A bully in the pulpit

Bullying, the government’s anti-bullying website tells us, can happen anywhere, and is not constrained by, “age, gender, or education level.” As we all know, it involves the use of force and intimidation—and even the Internet—to harm others, and relies on imbalance of power to give the bully an edge over a victim who may not have the power to defend himself. Or, as the president and his advisors might call it, “business as usual.”

Unbalanced by dropping public support and the dissension in his own party, the president has decided to put the “bully” in the bully pulpit. Having looked around for an acceptable scapegoat to divert public ire from himself, President Barack Obama settled on the banks as the perfect victim. Because as every grade-schooler knows, no one is going to leap to the defense of the unpopular kid on the schoolyard.

It started with a disingenuous complaint about the $5 debit card fee being instituted by Bank of America. Sounding less like the leader of the free world than the poster of an angry Facebook status, the President used the power of his office to criticize a business policy spurred in part by the financial “reform” package he supported. A package that—it should be noted—limited the amount of fees that the banks could collect from retailers, thereby passing the cost of the regulation from large corporate retailers to the ordinary consumer.

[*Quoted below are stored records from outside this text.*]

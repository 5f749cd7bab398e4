//! Implementations for foreign buffer types
#[cfg(feature = "std")]
use std::{vec::Vec, string::String, collections::VecDeque, io::Cursor};
#[cfg(all(feature = "alloc",not(feature = "std")))]
use alloc::{vec::Vec, string::String, collections::VecDeque};

#[allow(unused_imports)]
use super::*;

#[cfg(any(feature = "std", feature = "alloc"))]
#[cfg_attr(docsrs, doc(cfg(any(feature = "std", feature = "alloc"))))]
impl JsonWrite for Vec<u8> {
    #[inline]
    fn write(&mut self, buf: &[u8]) -> WriteResult<()> {
        self.extend_from_slice(buf);
        Ok(())
    }
    #[inline]
    fn write_byte(&mut self, byte: u8) -> WriteResult<()> {
        self.push(byte);
        Ok(())
    }
}

/// Bytes that do not form valid UTF-8 are replaced with `U+FFFD`.
///
/// The serializer only ever emits whole UTF-8 sequences, so in practice no
/// replacement takes place.
#[cfg(any(feature = "std", feature = "alloc"))]
#[cfg_attr(docsrs, doc(cfg(any(feature = "std", feature = "alloc"))))]
impl JsonWrite for String {
    #[inline]
    fn write(&mut self, buf: &[u8]) -> WriteResult<()> {
        match core::str::from_utf8(buf) {
            Ok(s) => self.push_str(s),
            Err(_) => self.push_str(&String::from_utf8_lossy(buf)),
        }
        Ok(())
    }
    #[inline]
    fn write_byte(&mut self, byte: u8) -> WriteResult<()> {
        if byte.is_ascii() {
            self.push(char::from(byte));
        }
        else {
            self.push(char::REPLACEMENT_CHARACTER);
        }
        Ok(())
    }
    #[inline]
    fn write_str(&mut self, s: &str) -> WriteResult<()> {
        self.push_str(s);
        Ok(())
    }
}

#[cfg(any(feature = "std", feature = "alloc"))]
#[cfg_attr(docsrs, doc(cfg(any(feature = "std", feature = "alloc"))))]
impl JsonWrite for VecDeque<u8> {
    #[inline]
    fn write(&mut self, buf: &[u8]) -> WriteResult<()> {
        self.extend(buf.iter().copied());
        Ok(())
    }
    #[inline]
    fn write_byte(&mut self, byte: u8) -> WriteResult<()> {
        self.push_back(byte);
        Ok(())
    }
}

#[cfg(feature = "std")]
#[cfg_attr(docsrs, doc(cfg(feature = "std")))]
impl<T> JsonWrite for Cursor<T>
    where Cursor<T>: std::io::Write
{
    #[inline]
    fn write(&mut self, buf: &[u8]) -> WriteResult<()> {
        std::io::Write::write_all(self, buf).map_err(|_| WriteError::BufferFull)
    }
}

#[cfg(feature = "arrayvec")]
#[cfg_attr(docsrs, doc(cfg(feature = "arrayvec")))]
impl<const CAP: usize> JsonWrite for arrayvec::ArrayVec<u8, CAP> {
    fn write(&mut self, buf: &[u8]) -> WriteResult<()> {
        self.try_extend_from_slice(buf).map_err(|_| WriteError::BufferFull)
    }
    #[inline]
    fn write_byte(&mut self, byte: u8) -> WriteResult<()> {
        self.try_push(byte).map_err(|_| WriteError::BufferFull)
    }
}

#[cfg(feature = "arrayvec")]
#[cfg_attr(docsrs, doc(cfg(feature = "arrayvec")))]
impl<const CAP: usize> JsonWrite for arrayvec::ArrayString<CAP> {
    fn write(&mut self, buf: &[u8]) -> WriteResult<()> {
        let s = core::str::from_utf8(buf).map_err(|_| WriteError::BufferFull)?;
        self.try_push_str(s).map_err(|_| WriteError::BufferFull)
    }
    #[inline]
    fn write_str(&mut self, s: &str) -> WriteResult<()> {
        self.try_push_str(s).map_err(|_| WriteError::BufferFull)
    }
}

#[cfg(feature = "heapless")]
#[cfg_attr(docsrs, doc(cfg(feature = "heapless")))]
impl<const CAP: usize> JsonWrite for heapless::Vec<u8, CAP> {
    fn write(&mut self, buf: &[u8]) -> WriteResult<()> {
        self.extend_from_slice(buf).map_err(|_| WriteError::BufferFull)
    }
    #[inline]
    fn write_byte(&mut self, byte: u8) -> WriteResult<()> {
        self.push(byte).map_err(|_| WriteError::BufferFull)
    }
}
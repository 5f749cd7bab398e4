use core::fmt;

use super::{Reflect, Shape, TypeInfo, Typed};
use crate::options::EnumFormat;

/// One declared enum member.
pub struct EnumMember {
    name: &'static str,
    value: i64,
    make: Box<dyn Fn() -> Box<dyn Reflect> + Send + Sync>,
    matches: Box<dyn Fn(&dyn Reflect) -> bool + Send + Sync>,
}

impl EnumMember {
    #[inline]
    pub fn name(&self) -> &'static str {
        self.name
    }

    /// Integer value used by the integer encoding.
    #[inline]
    pub fn value(&self) -> i64 {
        self.value
    }

    /// Build a fresh instance of this member.
    pub fn make(&self) -> Box<dyn Reflect> {
        (self.make)()
    }

    pub fn matches(&self, value: &dyn Reflect) -> bool {
        (self.matches)(value)
    }
}

impl fmt::Debug for EnumMember {
    fn fmt(&self, f: &mut fmt::Formatter<'_>) -> fmt::Result {
        f.debug_struct("EnumMember")
            .field("name", &self.name)
            .field("value", &self.value)
            .finish()
    }
}

/// Encoding rules and members of a C-like enum.
///
/// Without integer encoding a member is written as
/// `prefix + format(name) + suffix`. Reading strips the affixes and matches
/// the rest against member names ignoring case.
#[derive(Debug, Default)]
pub struct EnumInfo {
    members: Vec<EnumMember>,
    use_integers: bool,
    format: EnumFormat,
    prefix: Option<String>,
    suffix: Option<String>,
}

impl EnumInfo {
    pub fn members(&self) -> &[EnumMember] {
        &self.members
    }

    #[inline]
    pub fn use_integers(&self) -> bool {
        self.use_integers
    }

    #[inline]
    pub fn format(&self) -> EnumFormat {
        self.format
    }

    pub fn prefix(&self) -> Option<&str> {
        self.prefix.as_deref()
    }

    pub fn suffix(&self) -> Option<&str> {
        self.suffix.as_deref()
    }

    /// Find the declared member equal to `value`.
    pub fn member_of(&self, value: &dyn Reflect) -> Option<&EnumMember> {
        self.members.iter().find(|member| member.matches(value))
    }

    pub fn by_value(&self, value: i64) -> Option<&EnumMember> {
        self.members.iter().find(|member| member.value == value)
    }

    pub fn by_name_ignore_case(&self, name: &str) -> Option<&EnumMember> {
        self.members.iter().find(|member| member.name.eq_ignore_ascii_case(name))
            .or_else(|| {
                let name = name.to_lowercase();
                self.members.iter().find(|member| member.name.to_lowercase() == name)
            })
    }

    /// The string form of `member`: formatted name wrapped in the affixes.
    pub fn format_member(&self, member: &EnumMember) -> String {
        let mut formatted = String::new();
        if let Some(prefix) = &self.prefix {
            formatted.push_str(prefix);
        }
        formatted.push_str(&self.format.apply(member.name));
        if let Some(suffix) = &self.suffix {
            formatted.push_str(suffix);
        }
        formatted
    }

    /// Strip the declared affixes from `text`.
    ///
    /// Returns `None` when a declared prefix or suffix is missing.
    pub fn strip_affixes<'a>(&self, text: &'a str) -> Option<&'a str> {
        let mut text = text;
        if let Some(prefix) = &self.prefix {
            text = text.strip_prefix(prefix.as_str())?;
        }
        if let Some(suffix) = &self.suffix {
            text = text.strip_suffix(suffix.as_str())?;
        }
        Some(text)
    }
}

/// Builder of [`EnumInfo`] descriptors.
///
/// ```
/// use unijson::reflect::{EnumBuilder, TypeInfo, TypeInfoCell, Typed};
/// use unijson::EnumFormat;
///
/// #[derive(Debug, Clone, Copy, PartialEq)]
/// enum Mode { Fast, Slow }
///
/// impl Typed for Mode {
///     fn type_info() -> &'static TypeInfo {
///         static CELL: TypeInfoCell = TypeInfoCell::new();
///         CELL.get_or_init(|| EnumBuilder::new()
///             .member("Fast", Mode::Fast)
///             .member("Slow", Mode::Slow)
///             .format(EnumFormat::Lowercased)
///             .build())
///     }
/// }
///
/// assert_eq!(unijson::to_json_string(&Mode::Slow).unwrap(), r#""slow""#);
/// ```
pub struct EnumBuilder<E> {
    info: EnumInfo,
    _enum: core::marker::PhantomData<fn() -> E>,
}

impl<E> EnumBuilder<E>
    where E: Typed + Clone + PartialEq + Send + Sync
{
    pub fn new() -> Self {
        EnumBuilder { info: EnumInfo::default(), _enum: core::marker::PhantomData }
    }

    /// Declare a member whose integer value is its declaration index.
    pub fn member(self, name: &'static str, value: E) -> Self {
        let index = self.info.members.len() as i64;
        self.member_value(name, value, index)
    }

    /// Declare a member with an explicit integer value.
    pub fn member_value(mut self, name: &'static str, value: E, int: i64) -> Self {
        let made = value.clone();
        let make = Box::new(move || Box::new(made.clone()) as Box<dyn Reflect>);
        let matches = Box::new(move |other: &dyn Reflect| other.downcast_ref::<E>() == Some(&value));
        self.info.members.push(EnumMember { name, value: int, make, matches });
        self
    }

    /// Encode members as their integer values.
    pub fn use_integers(mut self) -> Self {
        self.info.use_integers = true;
        self
    }

    pub fn format(mut self, format: EnumFormat) -> Self {
        self.info.format = format;
        self
    }

    pub fn prefix(mut self, prefix: impl Into<String>) -> Self {
        self.info.prefix = Some(prefix.into());
        self
    }

    pub fn suffix(mut self, suffix: impl Into<String>) -> Self {
        self.info.suffix = Some(suffix.into());
        self
    }

    pub fn build(self) -> TypeInfo {
        TypeInfo::new::<E>(Shape::Enum(self.info))
    }
}

impl<E> Default for EnumBuilder<E>
    where E: Typed + Clone + PartialEq + Send + Sync
{
    fn default() -> Self {
        Self::new()
    }
}

#[cfg(test)]
mod tests {
    use super::*;
    use crate::reflect::TypeInfoCell;

    #[derive(Debug, Clone, Copy, PartialEq)]
    enum Level { Low, High }

    impl Typed for Level {
        fn type_info() -> &'static TypeInfo {
            static CELL: TypeInfoCell = TypeInfoCell::new();
            CELL.get_or_init(|| EnumBuilder::new()
                .member("Low", Level::Low)
                .member_value("High", Level::High, 10)
                .prefix("Foo")
                .suffix("Bar")
                .format(EnumFormat::Uppercased)
                .build())
        }
    }

    #[test]
    fn test_enum_info() {
        let info = Level::type_info().as_enum().unwrap();
        assert_eq!(info.members().len(), 2);
        assert_eq!(info.by_value(10).unwrap().name(), "High");
        assert_eq!(info.by_value(0).unwrap().name(), "Low");
        assert!(info.by_value(1).is_none());
        let member = info.member_of(&Level::High).unwrap();
        assert_eq!(info.format_member(member), "FooHIGHBar");
        assert_eq!(info.by_name_ignore_case("hIgH").unwrap().value(), 10);
        assert_eq!(info.strip_affixes("FooLowBar"), Some("Low"));
        assert_eq!(info.strip_affixes("LowBar"), None);
        assert_eq!(info.strip_affixes("FooLow"), None);
        let made = info.by_name_ignore_case("low").unwrap().make();
        assert_eq!(made.downcast_ref::<Level>(), Some(&Level::Low));
    }
}
//! # 错误处理模块
//!
//! `SocialError` 是对外唯一的错误类型。设置加载与字段映射转换各有
//! 细分错误，经 `From` 汇入 `SocialError`。

mod config;
mod conversion;
pub mod macros;
pub mod prelude;
mod types;
mod validation;

pub use config::ConfigError;
pub use conversion::ConversionError;
pub use types::SocialError;
pub use validation::{FieldError, ValidationErrors, ValidationKind};

pub type Result<T> = std::result::Result<T, SocialError>;

/// 设置文件校验结果
pub type ConfigResult<T> = std::result::Result<T, ConfigError>;

/// 字段映射转换结果
pub type ConversionResult<T> = std::result::Result<T, ConversionError>;

/// 为错误附加一层描述，保留原始错误用于 `root()` 判断
pub trait Context<T> {
    fn context(self, context: impl std::fmt::Display) -> Result<T>;

    fn with_context<C: std::fmt::Display>(self, context: impl FnOnce() -> C) -> Result<T>;
}

impl<T, E> Context<T> for std::result::Result<T, E>
where
    E: Into<SocialError>,
{
    fn context(self, context: impl std::fmt::Display) -> Result<T> {
        self.with_context(|| context)
    }

    fn with_context<C: std::fmt::Display>(self, context: impl FnOnce() -> C) -> Result<T> {
        self.map_err(|error| SocialError::Context {
            context: context().to_string(),
            source: Box::new(error.into()),
        })
    }
}

/// 错误归属：调用方（管理界面 / 请求处理）还是运维配置与协作方
#[derive(Debug, Clone, Copy, PartialEq, Eq, Hash)]
pub enum ErrorCategory {
    Client,
    Server,
}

Lest the public think that this was a simple ill-judged off–the-cuff remark rather than an attack on the nature of capitalism, the president then doubled down, telling ABC News that the banks don’t have an, “inherent right” to a “certain amount of profit.”

There’s a phrase that should send a chill down the spine of anyone concerned about the possibility of government interference with private industry.

The suggestion that the State has the power to limit profits and disrupt business practices and policies is transformed into a real threat when you realize that this is exactly what Obama intends to do with the newly-created Consumer Financial Protection Bureau, a powerful agency with an obscure mission and lacking the checks and balances of congressional appropriation or presidential removal of its head once confirmed.

Put aside whether Bank of America policy is fair or even wise. That’s beyond the point. Businesses in the U.S. have the right to make whatever hair-brained, possibly destructive policy they want. Ask Netflix about that . . . or try a McRib (because not all strange business decisions turn out badly). And we, the public, have the ultimate check and balance of being able to vote on that policy with our feet and our wallets.

The president, however, has become a bully in the pulpit, using the power of his office to interfere with business policy decisions with the implied threat of the Consumer Financial Protection Bureau as his weapon.

Even now, Obama is appropriating the language of the anti-Wall Street, anti-business protestors to bolster his image as the guy defending us from the financial baddies.

Too bad he doesn’t realize that he’s only reinforcing the impression that he’s driving us deeper and deeper into the recession with his constant attacks on an already beleaguered financial sector. Hail to the (bully-in) chief.